机构地区:[1]上海理工大学管理学院,上海200093 [2]上海财经大学会计与财务研究院,上海200433 [3]复旦大学全球全媒体研究院,上海200433

出  处:《上海理工大学学报》2023年第1期8-16,共9页Journal of University of Shanghai For Science and Technology

基  金:国家自然科学基金资助项目(72171150,71771152,61773248,71901144)。

摘  要:在线评级系统由于水军和恶意打分者的存在而无法对物品给出客观评价,因此,建立一个基于打分行为的声誉度量模型对于在线评级系统的健康发展至关重要。现有的用户声誉度量方法仅依靠用户评分和商品质量之间的差异进行计算,忽略了用户的行为模式。将用户的评分偏差和行为模式相结合,提出了一种新的声誉度量方法,该方法不仅考虑了用户打分频率的极值,还考虑了用户打分总次数。在两个实证数据集上的实验结果表明,新方法对随机打分的识别准确率相较于经典算法最高可以提高17%,对于解决冷启动和鲁棒性问题具有更好的表现。Online rating systems fail to measure qualities of items due to attacks given by unfair raters,and it is crucial for the health of online rating systems to establish a reputation ranking system to identify unfair raters. The existing user reputation measurement methods only take into account the difference between the user’s rating information and the item qualities, regardless of users’ rating behavior patterns. Combining users’ rating bias and behavioral patterns, a new reputation ranking method BPR was proposed, and the model considered not only the extremes of user rating frequency,but also the total number of user ratings.
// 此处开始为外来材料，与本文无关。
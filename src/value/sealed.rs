// Copyright (c) 2025 Steve Wagner (ciroque@live.com)
// SPDX-License-Identifier: MIT

use std::collections::BTreeMap;

use base64::{engine::general_purpose::STANDARD, Engine as _};

use super::Value;
use crate::errors::{FormatError, TransformError};

const CODEC: &str = "sealed box";

/// Output of authenticated encryption.
///
/// Serializes (through [`SealedBox::to_value`]) to a map of base64 text fields
/// `nonce`, `aad`, `ciphertext` and `tag`, so a box survives a JSON round trip.
#[derive(Debug, Clone, PartialEq, Default)]
pub struct SealedBox {
    pub nonce: Vec<u8>,
    pub associated_data: Vec<u8>,
    pub ciphertext: Vec<u8>,
    pub tag: Vec<u8>,
}

impl SealedBox {
    pub fn to_value(&self) -> Value {
        let field = |bytes: &[u8]| Value::Text(STANDARD.encode(bytes));
        let mut entries = BTreeMap::new();
        entries.insert("nonce".to_string(), field(&self.nonce));
        entries.insert("aad".to_string(), field(&self.associated_data));
        entries.insert("ciphertext".to_string(), field(&self.ciphertext));
        entries.insert("tag".to_string(), field(&self.tag));
        Value::Map(entries)
    }

    /// Accept either a sealed box or its map form.
    pub fn from_value(value: Value) -> Result<Self, TransformError> {
        match value {
            Value::Sealed(sealed) => Ok(sealed),
            Value::Map(entries) => Ok(Self {
                nonce: field(&entries, "nonce")?,
                associated_data: match entries.get("aad") {
                    None | Some(Value::Null) => Vec::new(),
                    Some(_) => field(&entries, "aad")?,
                },
                ciphertext: field(&entries, "ciphertext")?,
                tag: field(&entries, "tag")?,
            }),
            other => Err(TransformError::Type {
                expected: "sealed box",
                found: other.kind(),
            }),
        }
    }
}

fn field(entries: &BTreeMap<String, Value>, name: &str) -> Result<Vec<u8>, TransformError> {
    match entries.get(name) {
        Some(Value::Bytes(b)) => Ok(b.clone()),
        Some(Value::Text(s)) => STANDARD
            .decode(s)
            .map_err(|_| FormatError::new(CODEC, format!("field '{}' is not valid base64", name)).into()),
        Some(other) => Err(FormatError::new(
            CODEC,
            format!("field '{}' must be text or bytes, found {}", name, other.kind()),
        )
        .into()),
        None => Err(FormatError::new(CODEC, format!("missing field '{}'", name)).into()),
    }
}

#[cfg(test)]
mod tests {
    use super::*;

    fn sample() -> SealedBox {
        SealedBox {
            nonce: vec![1; 12],
            associated_data: b"header".to_vec(),
            ciphertext: vec![7, 8, 9],
            tag: vec![2; 16],
        }
    }

    #[test]
    fn test_map_form_round_trips() {
        let sealed = sample();
        assert_eq!(SealedBox::from_value(sealed.to_value()).unwrap(), sealed);
    }

    #[test]
    fn test_missing_field_is_format_error() {
        let mut entries = match sample().to_value() {
            Value::Map(entries) => entries,
            _ => unreachable!(),
        };
        entries.remove("tag");

        let err = SealedBox::from_value(Value::Map(entries)).unwrap_err();
        match err {
            TransformError::Format(e) => assert!(e.reason.contains("tag")),
            other => panic!("unexpected error: {other}"),
        }
    }

    #[test]
    fn test_aad_is_optional_in_map_form() {
        let mut entries = match sample().to_value() {
            Value::Map(entries) => entries,
            _ => unreachable!(),
        };
        entries.remove("aad");

        let sealed = SealedBox::from_value(Value::Map(entries)).unwrap();
        assert!(sealed.associated_data.is_empty());
    }

    #[test]
    fn test_wrong_kind_is_type_error() {
        assert!(matches!(
            SealedBox::from_value(Value::Int(3)),
            Err(TransformError::Type { .. })
        ));
    }
}
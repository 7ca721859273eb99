// Copyright (c) 2025 Steve Wagner (ciroque@live.com)
// SPDX-License-Identifier: MIT

use thiserror::Error;

/// A strict registry lookup asked for a name that was never registered.
#[derive(Debug, Clone, PartialEq, Error)]
#[error("{kind} '{name}' is not registered")]
pub struct NotFoundError {
    /// Template kind held by the registry ("step" or "pipeline").
    pub kind: &'static str,
    pub name: String,
}

impl NotFoundError {
    pub fn new(kind: &'static str, name: impl Into<String>) -> Self {
        Self {
            kind,
            name: name.into(),
        }
    }
}
// Copyright (c) 2025 Steve Wagner (ciroque@live.com)
// SPDX-License-Identifier: MIT

//! Template registries and the cookbook files that fill them.

mod cookbook;
mod loader;
pub mod registry;

pub mod consts;

pub use cookbook::Cookbook;
pub use loader::{
    load_config, parse_toml, parse_yaml, value_from_yaml, CookbookConfig, PipelineConfig,
    StepConfig,
};
pub use registry::{Registry, Template};
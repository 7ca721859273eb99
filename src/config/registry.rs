// Copyright (c) 2025 Steve Wagner (ciroque@live.com)
// SPDX-License-Identifier: MIT

use std::fmt;
use std::sync::{PoisonError, RwLock, RwLockReadGuard, RwLockWriteGuard};

use indexmap::IndexMap;

use crate::errors::NotFoundError;
use crate::observability::messages::registry::{TemplateOverwritten, TemplateRegistered};
use crate::observability::messages::StructuredLog;

/// Something a registry can hand out copies of.
pub trait Template: Clone {
    /// Name of the template kind, used in lookup errors and logs.
    const KIND: &'static str;
}

/// Name-keyed store of templates.
///
/// Every lookup returns an independent clone, so callers may rebind or extend
/// what they get back without affecting the stored template or other callers.
/// Names are kept in registration order; overwriting keeps the original slot.
pub struct Registry<T> {
    entries: RwLock<IndexMap<String, T>>,
}

impl<T: Template> Registry<T> {
    pub fn new() -> Self {
        Self {
            entries: RwLock::new(IndexMap::new()),
        }
    }

    /// Store `template` under `name`, returning whatever it replaced.
    pub fn add(&self, name: impl Into<String>, template: T) -> Option<T> {
        let name = name.into();
        let mut entries = self.write();
        let previous = entries.insert(name.clone(), template);
        match previous {
            Some(_) => TemplateOverwritten {
                kind: T::KIND,
                name: &name,
            }
            .log(),
            None => TemplateRegistered {
                kind: T::KIND,
                name: &name,
                total: entries.len(),
            }
            .log(),
        }
        previous
    }

    pub fn get(&self, name: &str) -> Result<T, NotFoundError> {
        self.try_get(name)
            .ok_or_else(|| NotFoundError::new(T::KIND, name))
    }

    pub fn try_get(&self, name: &str) -> Option<T> {
        self.read().get(name).cloned()
    }

    pub fn get_or(&self, name: &str, default: T) -> T {
        self.try_get(name).unwrap_or(default)
    }

    /// Registered names, first registration first.
    pub fn list(&self) -> Vec<String> {
        self.read().keys().cloned().collect()
    }

    /// Registered names containing `needle`, in registration order.
    pub fn search(&self, needle: &str) -> Vec<String> {
        self.read()
            .keys()
            .filter(|name| name.contains(needle))
            .cloned()
            .collect()
    }

    pub fn contains(&self, name: &str) -> bool {
        self.read().contains_key(name)
    }

    pub fn len(&self) -> usize {
        self.read().len()
    }

    pub fn is_empty(&self) -> bool {
        self.read().is_empty()
    }

    // Entries are only ever replaced whole, so a panic in another thread
    // cannot leave the map half-written.
    fn read(&self) -> RwLockReadGuard<'_, IndexMap<String, T>> {
        self.entries.read().unwrap_or_else(PoisonError::into_inner)
    }

    fn write(&self) -> RwLockWriteGuard<'_, IndexMap<String, T>> {
        self.entries.write().unwrap_or_else(PoisonError::into_inner)
    }
}

impl<T: Template> Default for Registry<T> {
    fn default() -> Self {
        Self::new()
    }
}

impl<T: Template> fmt::Debug for Registry<T> {
    fn fmt(&self, f: &mut fmt::Formatter<'_>) -> fmt::Result {
        f.debug_struct("Registry")
            .field("kind", &T::KIND)
            .field("names", &self.list())
            .finish()
    }
}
The extensive experimental results for empirical datasets show that, comparing with the classical method, the accuracy of the BPR method for identifying random ratings by large-scale users could be improved by up to 17%, with better performance for cold start and robustness problems.

关 键 词:用户声誉 在线评级系统 行为模式 恶意评级 

分 类 号:G35[文化科学—情报学]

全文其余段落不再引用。